During the observation period, the researchers witnessed other moments where interactions - conversations, smiles and exchanges of glances - showed involvement with the works on display. Sometimes the pieces observed by children deviated from what might at first be considered attractive to the child gaze. In one of the meetings held at the exhibition Picasso: mão erudita, olhar selvagem (Picasso: savant hand, savage eye), the educators invited the group to meet another part of the exhibition. The consultant highlighted that this in room “there are some owls that we think they will like”. The visit to this part of the exhibition was much faster, but the parents were interested, looking at the essays for the Guernica, among other images. This part of the artist’s production has a rather dark palette, and perhaps that is why educators have indicated owls as pieces of potential interest to children. But contrary to these expectations, researchers could see an infant pointing to the pictures and his companions talking to them; another infant stared at the painting L’enfant aux colombes (1943), for example. Such moments indicate that direct interaction with the collection - that is, without the materials and objects selected by educators - can also happen with shared attention.

Understanding that children are subjects who are not unaware of the so-called adult culture, but that the their experience is crossed by cultural events and manifestations of society as a whole (Pinto; Sarmento, 1997), one can perceive that it would be naive to want to circumscribe their experiences only to what would belong to them. The vulnerability of these subjects is recognized as well as the care that should permeate the actions proposed to them. However, would not the contact with art be a way of speaking also of what can be suffered, such as war, for example? Would not it be a possibility to recover in art the previous experiences of humanity and recall them so that barbarism does not recur (Kramer, 2000)?

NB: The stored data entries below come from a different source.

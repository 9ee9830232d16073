//! Chunked serialization of a stream part with progress reporting.
//!
//! A stream part knows its length up front. It is copied to the destination
//! `min(chunk_size, remaining)` bytes at a time: each chunk is read from the
//! source, written (waiting for the destination to accept all of it), and
//! only then reported to the progress callback. Chunks never overlap and are
//! never reordered.

use std::{cmp, fmt};

use bytes::Bytes;
use futures::stream::{self, BoxStream, StreamExt};
use tokio::io::{AsyncRead, AsyncReadExt, AsyncWrite, AsyncWriteExt};

use crate::config::{ChunkConfig, ProgressMode};
use crate::Error;

/// Progress callback, called with a percentage in `[0, 100]`.
pub type ProgressFn = Box<dyn FnMut(f64) + Send>;

pub(crate) type Source = Box<dyn AsyncRead + Send + Unpin>;

pub(crate) struct ChunkedProgress {
    source: Source,
    length: u64,
    offset: u64,
    config: ChunkConfig,
    progress: Option<ProgressFn>,
    buffer: Vec<u8>,
}

impl ChunkedProgress {
    pub(crate) fn new(
        source: Source,
        length: u64,
        config: ChunkConfig,
        progress: Option<ProgressFn>,
    ) -> Self {
        Self {
            source,
            length,
            offset: 0,
            config,
            progress,
            buffer: Vec::new(),
        }
    }

    pub(crate) fn len(&self) -> u64 {
        self.length
    }

    /// Fills the buffer with the next chunk and returns its size,
    /// or `None` once `length` bytes have been produced.
    async fn fill_next(&mut self) -> Result<Option<usize>, Error> {
        if self.offset >= self.length {
            return Ok(None);
        }

        let want = cmp::min(self.config.chunk_size() as u64, self.length - self.offset) as usize;
        if self.buffer.len() < want {
            self.buffer.resize(want, 0);
        }

        let mut filled = 0;
        while filled < want {
            let n = self.source.read(&mut self.buffer[filled..want]).await?;
            if n == 0 {
                return Err(Error::StreamTruncated {
                    expected: self.length,
                    read: self.offset + filled as u64,
                });
            }
            filled += n;
        }

        Ok(Some(want))
    }

    /// Marks `len` bytes starting at the current offset as delivered.
    fn complete(&mut self, len: usize) {
        let start = self.offset;
        self.offset += len as u64;

        log::trace!("Chunk delivered: {}..{} of {}", start, self.offset, self.length);

        let done = match self.config.progress_mode() {
            ProgressMode::AfterChunk => self.offset,
            ProgressMode::BeforeChunk => start,
        };

        if let Some(ref mut progress) = self.progress {
            progress(100.0 * done as f64 / self.length as f64);
        }
    }

    /// Writes the whole source to `dst`, returning the number of bytes written.
    pub(crate) async fn write_to<W>(mut self, dst: &mut W) -> Result<u64, Error>
    where
        W: AsyncWrite + Unpin + ?Sized,
    {
        log::debug!(
            "Writing {} bytes in chunks of {}",
            self.length,
            self.config.chunk_size()
        );

        while let Some(n) = self.fill_next().await? {
            dst.write_all(&self.buffer[..n]).await?;
            self.complete(n);
        }

        Ok(self.offset)
    }

    /// Turns the source into a pull stream of chunks.
    ///
    /// A chunk counts as delivered when the consumer asks for the one after
    /// it, so its progress fires on that poll (or at the end of the stream).
    pub(crate) fn into_stream(self) -> BoxStream<'static, Result<Bytes, Error>> {
        stream::try_unfold((self, None), next_chunk).boxed()
    }
}

async fn next_chunk(
    (mut chunks, pending): (ChunkedProgress, Option<usize>),
) -> Result<Option<(Bytes, (ChunkedProgress, Option<usize>))>, Error> {
    if let Some(n) = pending {
        chunks.complete(n);
    }

    match chunks.fill_next().await? {
        Some(n) => {
            let chunk = Bytes::copy_from_slice(&chunks.buffer[..n]);
            Ok(Some((chunk, (chunks, Some(n)))))
        }
        None => Ok(None),
    }
}

impl fmt::Debug for ChunkedProgress {
    fn fmt(&self, f: &mut fmt::Formatter) -> fmt::Result {
        f.debug_struct("ChunkedProgress")
            .field("length", &self.length)
            .field("offset", &self.offset)
            .field("config", &self.config)
            .field("progress", &self.progress.is_some())
            .finish()
    }
}

#[cfg(test)]
pub(crate) mod tests {

    use super::*;
    use futures::TryStreamExt;
    use std::io::{self, Cursor};
    use std::pin::Pin;
    use std::sync::{Arc, Mutex};
    use std::task::{Context, Poll};

    #[derive(Debug, Clone, PartialEq)]
    pub(crate) enum Event {
        Write(usize),
        Progress(f64),
    }

    pub(crate) type Log = Arc<Mutex<Vec<Event>>>;

    /// Sink accepting every write in full and logging its size.
    pub(crate) struct RecordingSink {
        log: Log,
        pub(crate) data: Vec<u8>,
    }

    impl RecordingSink {
        pub(crate) fn new(log: Log) -> Self {
            Self {
                log,
                data: Vec::new(),
            }
        }
    }

    impl AsyncWrite for RecordingSink {
        fn poll_write(
            self: Pin<&mut Self>,
            _cx: &mut Context<'_>,
            buf: &[u8],
        ) -> Poll<io::Result<usize>> {
            let this = self.get_mut();
            this.log.lock().unwrap().push(Event::Write(buf.len()));
            this.data.extend_from_slice(buf);
            Poll::Ready(Ok(buf.len()))
        }

        fn poll_flush(self: Pin<&mut Self>, _cx: &mut Context<'_>) -> Poll<io::Result<()>> {
            Poll::Ready(Ok(()))
        }

        fn poll_shutdown(self: Pin<&mut Self>, _cx: &mut Context<'_>) -> Poll<io::Result<()>> {
            Poll::Ready(Ok(()))
        }
    }

    pub(crate) fn recording_progress(log: &Log) -> ProgressFn {
        let log = log.clone();
        Box::new(move |p| log.lock().unwrap().push(Event::Progress(p)))
    }

    fn known_bytes(n: usize) -> Vec<u8> {
        (0..n).map(|i| (i % 251) as u8).collect()
    }

    fn chunks_of(data: Vec<u8>, config: ChunkConfig, log: &Log) -> ChunkedProgress {
        let length = data.len() as u64;
        ChunkedProgress::new(
            Box::new(Cursor::new(data)),
            length,
            config,
            Some(recording_progress(log)),
        )
    }

    #[tokio::test]
    async fn writes_10000_bytes_in_three_chunks() {
        let log = Log::default();
        let data = known_bytes(10_000);
        let mut sink = RecordingSink::new(log.clone());

        let written = chunks_of(data.clone(), ChunkConfig::default(), &log)
            .write_to(&mut sink)
            .await
            .expect("write_to");

        assert_eq!(10_000, written);
        assert_eq!(data, sink.data);
        assert_eq!(
            vec![
                Event::Write(4096),
                Event::Progress(40.96),
                Event::Write(4096),
                Event::Progress(81.92),
                Event::Write(1808),
                Event::Progress(100.0),
            ],
            *log.lock().unwrap()
        );
    }

    #[tokio::test]
    async fn before_chunk_mode_reports_progress_before_each_chunk() {
        let log = Log::default();
        let config = ChunkConfig::new(4096, ProgressMode::BeforeChunk).unwrap();
        let mut sink = RecordingSink::new(log.clone());

        chunks_of(known_bytes(10_000), config, &log)
            .write_to(&mut sink)
            .await
            .expect("write_to");

        let progress: Vec<f64> = log
            .lock()
            .unwrap()
            .iter()
            .filter_map(|e| match e {
                Event::Progress(p) => Some(*p),
                _ => None,
            })
            .collect();

        assert_eq!(vec![0.0, 40.96, 81.92], progress);
    }

    #[tokio::test]
    async fn empty_source_writes_nothing() {
        let log = Log::default();
        let mut sink = RecordingSink::new(log.clone());

        let written = chunks_of(Vec::new(), ChunkConfig::default(), &log)
            .write_to(&mut sink)
            .await
            .expect("write_to");

        assert_eq!(0, written);
        assert!(log.lock().unwrap().is_empty());
    }

    #[tokio::test]
    async fn chunk_count_and_sizes_follow_chunk_size() {
        let log = Log::default();
        let config = ChunkConfig::new(1000, ProgressMode::AfterChunk).unwrap();
        let mut sink = RecordingSink::new(log.clone());

        chunks_of(known_bytes(4500), config, &log)
            .write_to(&mut sink)
            .await
            .expect("write_to");

        let events = log.lock().unwrap();
        let writes: Vec<usize> = events
            .iter()
            .filter_map(|e| match e {
                Event::Write(n) => Some(*n),
                _ => None,
            })
            .collect();
        let progress: Vec<f64> = events
            .iter()
            .filter_map(|e| match e {
                Event::Progress(p) => Some(*p),
                _ => None,
            })
            .collect();

        assert_eq!(vec![1000, 1000, 1000, 1000, 500], writes);
        assert_eq!(5, progress.len());
        assert!(progress.windows(2).all(|w| w[0] <= w[1]));
        assert_eq!(Some(&100.0), progress.last());
    }

    #[tokio::test]
    async fn source_shorter_than_length_is_an_error() {
        let mut sink = RecordingSink::new(Log::default());
        let chunks = ChunkedProgress::new(
            Box::new(Cursor::new(known_bytes(5000))),
            10_000,
            ChunkConfig::default(),
            None,
        );

        match chunks.write_to(&mut sink).await {
            Err(Error::StreamTruncated { expected, read }) => {
                assert_eq!(10_000, expected);
                assert_eq!(5000, read);
            }
            other => panic!("Expected StreamTruncated, got {:?}", other),
        }
    }

    #[tokio::test]
    async fn source_longer_than_length_is_cut_at_length() {
        let mut sink = RecordingSink::new(Log::default());
        let chunks = ChunkedProgress::new(
            Box::new(Cursor::new(known_bytes(5000))),
            3000,
            ChunkConfig::default(),
            None,
        );

        let written = chunks.write_to(&mut sink).await.expect("write_to");

        assert_eq!(3000, written);
        assert_eq!(known_bytes(3000), sink.data);
    }

    #[tokio::test]
    async fn slow_sink_receives_bytes_in_order() {
        let data = known_bytes(20_000);
        let chunks = ChunkedProgress::new(
            Box::new(Cursor::new(data.clone())),
            data.len() as u64,
            ChunkConfig::default(),
            None,
        );

        // The duplex buffer is far smaller than a chunk, so every write waits
        // on the reader.
        let (mut client, mut server) = tokio::io::duplex(64);

        let write = async move { chunks.write_to(&mut client).await };
        let read = async move {
            let mut out = Vec::new();
            server.read_to_end(&mut out).await.map(|_| out)
        };

        let (written, received) = tokio::join!(write, read);

        assert_eq!(20_000, written.expect("write_to"));
        assert_eq!(data, received.expect("read_to_end"));
    }

    #[tokio::test]
    async fn stream_reports_chunk_once_the_next_is_requested() {
        let log = Log::default();
        let mut stream = chunks_of(known_bytes(10_000), ChunkConfig::default(), &log).into_stream();

        let first = stream.try_next().await.unwrap().unwrap();
        assert_eq!(4096, first.len());
        assert!(log.lock().unwrap().is_empty());

        let second = stream.try_next().await.unwrap().unwrap();
        assert_eq!(4096, second.len());
        assert_eq!(vec![Event::Progress(40.96)], *log.lock().unwrap());

        let third = stream.try_next().await.unwrap().unwrap();
        assert_eq!(1808, third.len());

        assert!(stream.try_next().await.unwrap().is_none());
        assert_eq!(
            vec![
                Event::Progress(40.96),
                Event::Progress(81.92),
                Event::Progress(100.0)
            ],
            *log.lock().unwrap()
        );
    }
}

Besides, it is important to think that no aesthetic expression is too complex for a child. Each subject will elaborate the contact with an artistic expression based on their modes of perception and elaboration of what has been lived (Vygotsky, 2010), which does not mean that he/she is not sensitive and unaffected by events. Throughout the observations made at the No Colo sessions, the researchers could perceive the early sensitivity of children to the aesthetic dimension that permeates the pieces of art (in their different languages) and its enjoyment by a group of adults and children.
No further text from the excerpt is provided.